Когда повествователь сталкивается с новым, жутким опытом, то ощущает, что передать произошедшее почти невозможно. В том числе родному человеку, Мите: «Главное — понять. Я сбивалась. Как объяснить ему белесый, оструганный затылок (сотрудника НКВД. — Ф. Е. ), рукописи в клочьях на полу, бурые печати на дверях. Но не в этом ведь дело. Я хватала карандаш, но и карандаш, хоть убей, не помогал уяснить мысль». Все попытки спасти Митю оказались тщетными. Вскоре его арестовали, а потом расстреляли. Наступило «после». Все мы — тоже живем после.

Постижение абсурда мучительно.
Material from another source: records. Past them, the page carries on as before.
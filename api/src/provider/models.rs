//! The request/response models for the providers machines api

use std::collections::HashMap;

/// The guest hardware a machine is created with
#[derive(Serialize, Deserialize, Debug, Clone, PartialEq, Eq)]
pub struct GuestSpec {
    /// The kind of cpu to allocate
    pub cpu_kind: String,
    /// How many cpus to allocate
    pub cpus: u32,
    /// How much memory to allocate in MB
    pub memory_mb: u32,
}

impl Default for GuestSpec {
    /// Default to the smallest worker shape
    fn default() -> Self {
        GuestSpec {
            cpu_kind: "shared".to_owned(),
            cpus: 1,
            memory_mb: 512,
        }
    }
}

/// The restart policy a machine is created with
#[derive(Serialize, Deserialize, Debug, Clone, PartialEq, Eq)]
pub struct RestartPolicy {
    /// The policy name
    pub policy: String,
}

impl Default for RestartPolicy {
    /// Workers are never restarted by the provider
    fn default() -> Self {
        RestartPolicy {
            policy: "no".to_owned(),
        }
    }
}

/// The config block of a machine create request
#[derive(Serialize, Deserialize, Debug, Clone, PartialEq, Eq)]
pub struct MachineConfig {
    /// The image to boot this machine from
    pub image: String,
    /// The env to inject into this machine
    pub env: HashMap<String, String>,
    /// The guest hardware to allocate
    pub guest: GuestSpec,
    /// The restart policy to apply
    pub restart: RestartPolicy,
    /// Whether to destroy this machine when it exits
    pub auto_destroy: bool,
}

/// A machine create request
#[derive(Serialize, Deserialize, Debug, Clone, PartialEq, Eq)]
pub struct MachineSpec {
    /// The name to create this machine under
    #[serde(skip_serializing_if = "Option::is_none")]
    pub name: Option<String>,
    /// The region to create this machine in
    pub region: String,
    /// The machines config block
    pub config: MachineConfig,
}

/// One machine as the provider reports it
#[derive(Serialize, Deserialize, Debug, Clone, PartialEq, Eq)]
pub struct ProviderMachine {
    /// The stable id the provider assigned
    pub id: String,
    /// The physical state the provider reports
    pub state: String,
    /// The region this machine lives in
    #[serde(default)]
    pub region: Option<String>,
    /// When the provider created this machine
    #[serde(default)]
    pub created_at: Option<String>,
}

impl ProviderMachine {
    /// Whether the provider reports this machine as stopped
    #[must_use]
    pub fn is_stopped(&self) -> bool {
        self.state == "stopped"
    }
}

#[cfg(test)]
mod tests {
    use super::*;

    #[test]
    fn create_specs_serialize_the_machines_api_shape() {
        let spec = MachineSpec {
            name: Some("worker-abc".to_owned()),
            region: "iad".to_owned(),
            config: MachineConfig {
                image: "ghcr.io/clipforge/worker:latest".to_owned(),
                env: HashMap::default(),
                guest: GuestSpec::default(),
                restart: RestartPolicy::default(),
                auto_destroy: false,
            },
        };
        let raw = serde_json::to_value(&spec).unwrap();
        assert_eq!(raw["region"], "iad");
        assert_eq!(raw["config"]["guest"]["cpu_kind"], "shared");
        assert_eq!(raw["config"]["guest"]["cpus"], 1);
        assert_eq!(raw["config"]["guest"]["memory_mb"], 512);
        assert_eq!(raw["config"]["restart"]["policy"], "no");
        assert_eq!(raw["config"]["auto_destroy"], false);
    }

    #[test]
    fn machines_parse_with_minimal_fields() {
        let machine: ProviderMachine =
            serde_json::from_str(r#"{"id": "m1", "state": "stopped"}"#).unwrap();
        assert!(machine.is_stopped());
        assert_eq!(machine.region, None);
        assert_eq!(machine.created_at, None);
    }
}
Человек сопротивляется тому, что его опыт бессмыслен. «Зачем?» — вопрос-лейтмотив «Прочерка». Желание понять, выговорить, объяснить себе, что произошло со страной и людьми, преследует автора: «Одно только непонятно — зачем? С какой целью? Зачем? Зачем, в самом деле, брать человека, заведомо неповинного, и бить его до тех пор, пока он не сознается, что намеревался взорвать Смольный?»

Социальный эксперимент? Моральное уродство? Паранойя власти, которая утопает в крови и может самоутвердиться только еще большей кровью? И опять, опять: «„Зачем?” — об этот вопрос все мы стукались лбами, как баран о забор. Вот если в НКВД проникли вредители, тогда понятно. К тому же мы ещё не заметили в ту пору, что сажают не только лучших, но и худших. Что сажают вообще пассажиров трамвая № 9 или № 23 — всех без разбора <…>».

В то же время Чуковская приводит бесстрашные слова друга семьи, Г. Иегудина, сказанные с глазу на глаз уже тогда, в самый разгар репрессий: «Аресты подрывают культуру, хозяйство, промышленность, но не власть <…>. Напротив, они мощно укрепляют её. Машина работает совсем не зря и не вхолостую. Тот конвейер <…> — часть машины, у которой есть свое плановое задание. Она вырабатывает не автомобили, не сталь, а страх».

Наиболее узнаваема в «Прочерке» именно немота, в которой совершаются преступления, могильная повседневность «пира во время чумы»: «Город жил своей обычной жизнью: работал, учился, влюблялся, читал газеты, отдыхал, слушал радио, ходил в театр, в кино, в гости. <…> Весело встречал Новый год… Быть может, это и было самое страшное».

Самые пронзительные страницы «Прочерка» — отчаянье автора, срыв в бессильный крик: невозможно объяснить жертвам, что их ведут на убой. Что «дым без огня» — бывает. Что «врагом народа» может стать каждый.

«А пока что тянется и тянется на Литейном, по левую мою руку, Большой Дом. <…> машины с погашенными фарами спускаются иногда с моста <…> это нового врага настигли в постели и привезли в тюрьму. <…>

— Вот мы их всё браним, — говорит моя спутница (жена арестованного, которая одолжила Чуковской платок. — Ф. Е. ), кивая со вздохом налево, — а ведь и их пожалеть надо: работают всю ночь напролет.

Работают?

Кого они там сейчас истязают? Её мужа? Моего?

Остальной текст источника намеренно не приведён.